Psyche Mission Passes Key Milestone

Our Psyche mission is moving into the final phase of operations before its scheduled launch in August 2022. The mission will study a metal-rich asteroid orbiting the Sun in the main asteroid belt between Mars and Jupiter. It’s believed this asteroid could be the heart of an early planet that lost its outer layers. Exploring the asteroid could lend valuable insight into how Earth and other planets formed.

Mars 2020 Tech Pays Off Back Home

Our Mars 2020 Perseverance rover is scheduled to land on the Red Planet Feb. 18. But technology that will land with it is already paying off on Earth.
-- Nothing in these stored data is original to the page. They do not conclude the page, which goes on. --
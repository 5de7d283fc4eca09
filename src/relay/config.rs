use serde::{Deserialize, Serialize};
use std::fmt;
use std::path::PathBuf;
use std::str::FromStr;
use std::time::Duration;

use super::error::RelayError;

/// Stream variant requested from the relay server
#[derive(Debug, Clone, Copy, Default, PartialEq, Eq, Hash, Serialize, Deserialize)]
pub enum Resolution {
    #[default]
    #[serde(rename = "1080p")]
    P1080,
    #[serde(rename = "720p")]
    P720,
    #[serde(rename = "540p")]
    P540,
    #[serde(rename = "360p")]
    P360,
}

impl Resolution {
    pub const ALL: [Resolution; 4] = [Self::P1080, Self::P720, Self::P540, Self::P360];

    pub fn as_str(&self) -> &'static str {
        match self {
            Self::P1080 => "1080p",
            Self::P720 => "720p",
            Self::P540 => "540p",
            Self::P360 => "360p",
        }
    }

    /// Suffix appended to the channel name; the full resolution has none
    pub fn channel_suffix(&self) -> String {
        match self {
            Self::P1080 => String::new(),
            other => format!("-{}", other.as_str()),
        }
    }
}

impl fmt::Display for Resolution {
    fn fmt(&self, f: &mut fmt::Formatter<'_>) -> fmt::Result {
        f.write_str(self.as_str())
    }
}

impl FromStr for Resolution {
    type Err = RelayError;

    fn from_str(s: &str) -> Result<Self, Self::Err> {
        Self::ALL
            .into_iter()
            .find(|r| r.as_str() == s)
            .ok_or_else(|| RelayError::UnknownResolution(s.to_string()))
    }
}

/// Access token handed out by the relay: `<channel>-<token1>-<token2>`.
///
/// The channel may itself contain hyphens; the two token parts may not.
#[derive(Clone, PartialEq, Eq)]
pub struct AccessToken {
    pub channel: String,
    pub token1: String,
    pub token2: String,
}

impl AccessToken {
    pub fn parse(raw: &str) -> Result<Self, RelayError> {
        let mut parts = raw.trim().rsplitn(3, '-');
        let token2 = parts.next().unwrap_or_default();
        let token1 = parts.next().unwrap_or_default();
        let channel = parts.next().unwrap_or_default();

        if channel.is_empty() || token1.is_empty() || token2.is_empty() {
            return Err(RelayError::InvalidAccessToken);
        }

        Ok(Self {
            channel: channel.to_string(),
            token1: token1.to_string(),
            token2: token2.to_string(),
        })
    }
}

impl fmt::Debug for AccessToken {
    fn fmt(&self, f: &mut fmt::Formatter<'_>) -> fmt::Result {
        f.debug_struct("AccessToken")
            .field("channel", &self.channel)
            .finish_non_exhaustive()
    }
}

/// Everything needed to run one relay session
#[derive(Clone)]
pub struct RelayConfig {
    /// Transcoder executable; a bare name is resolved on `PATH`
    pub transcoder: PathBuf,

    /// Identifies this receiver to the relay (e.g., output file names)
    pub client_id: String,

    /// Relay server host, optionally with port
    pub server: String,

    pub channel: String,

    pub token1: String,

    pub token2: String,

    /// Maximum time without a segment before the transcoder is restarted
    /// Default: 20 seconds
    pub timeout: Duration,

    pub resolution: Resolution,

    /// RTMP buffer length in milliseconds
    /// Default: 2000
    pub buffering: u32,
}

impl Default for RelayConfig {
    fn default() -> Self {
        Self {
            transcoder: PathBuf::from("ffmpeg"),
            client_id: uuid::Uuid::new_v4().to_string(),
            server: String::new(),
            channel: String::new(),
            token1: String::new(),
            token2: String::new(),
            timeout: Duration::from_secs(20),
            resolution: Resolution::P1080,
            buffering: 2000,
        }
    }
}

impl RelayConfig {
    /// Fill in channel and tokens from a parsed access token
    pub fn with_access_token(mut self, token: &AccessToken) -> Self {
        self.channel = token.channel.clone();
        self.token1 = token.token1.clone();
        self.token2 = token.token2.clone();
        self
    }

    /// `rtmps://<server>/stream/<channel>[-<resolution>]?key=<token1>-<token2>`
    pub fn source_url(&self) -> String {
        format!(
            "rtmps://{}/stream/{}{}?key={}-{}",
            self.server,
            self.channel,
            self.resolution.channel_suffix(),
            self.token1,
            self.token2
        )
    }

    pub fn validate(&self) -> Result<(), RelayError> {
        if self.server.trim().is_empty() {
            return Err(RelayError::InvalidConfig("relay server is empty".into()));
        }
        if self.channel.is_empty() {
            return Err(RelayError::InvalidConfig("channel is empty".into()));
        }
        if self.token1.is_empty() || self.token2.is_empty() {
            return Err(RelayError::InvalidConfig("access token is empty".into()));
        }
        if self.timeout.is_zero() {
            return Err(RelayError::InvalidConfig("timeout must be positive".into()));
        }
        if self.transcoder.as_os_str().is_empty() {
            return Err(RelayError::InvalidConfig("transcoder path is empty".into()));
        }
        Ok(())
    }
}

// Keep the stream key out of logs
impl fmt::Debug for RelayConfig {
    fn fmt(&self, f: &mut fmt::Formatter<'_>) -> fmt::Result {
        f.debug_struct("RelayConfig")
            .field("transcoder", &self.transcoder)
            .field("client_id", &self.client_id)
            .field("server", &self.server)
            .field("channel", &self.channel)
            .field("timeout", &self.timeout)
            .field("resolution", &self.resolution)
            .field("buffering", &self.buffering)
            .finish_non_exhaustive()
    }
}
For instance, technology used by the drill the rover will use to collect samples of Martian soil is available to help geologists study our home planet. Space-grade circuitry within the lander’s camera system has led to innovations in the manufacturing of printed circuit boards. And a laser used to identify organics and minerals could revolutionize how we treat infections, clean wastewater, and more. For more about how NASA brings space technology down to Earth, visit: spinoff.nasa.gov. For more on Perseverance check out: mars.nasa.gov/mars2020.

Remembering Millie Hughes-Fulford

NASA is remembering Millie Hughes-Fulford, a research scientist who became the first female payload specialist selected by NASA in June 1983. In 1991 she flew aboard space shuttle Columbia on STS-40, the first Spacelab mission dedicated to biomedical studies. That 9-day mission – the first NASA mission with three women on its crew – brought back more medical data than any previous NASA mission. Millie Hughes-Fulford was 75 years old.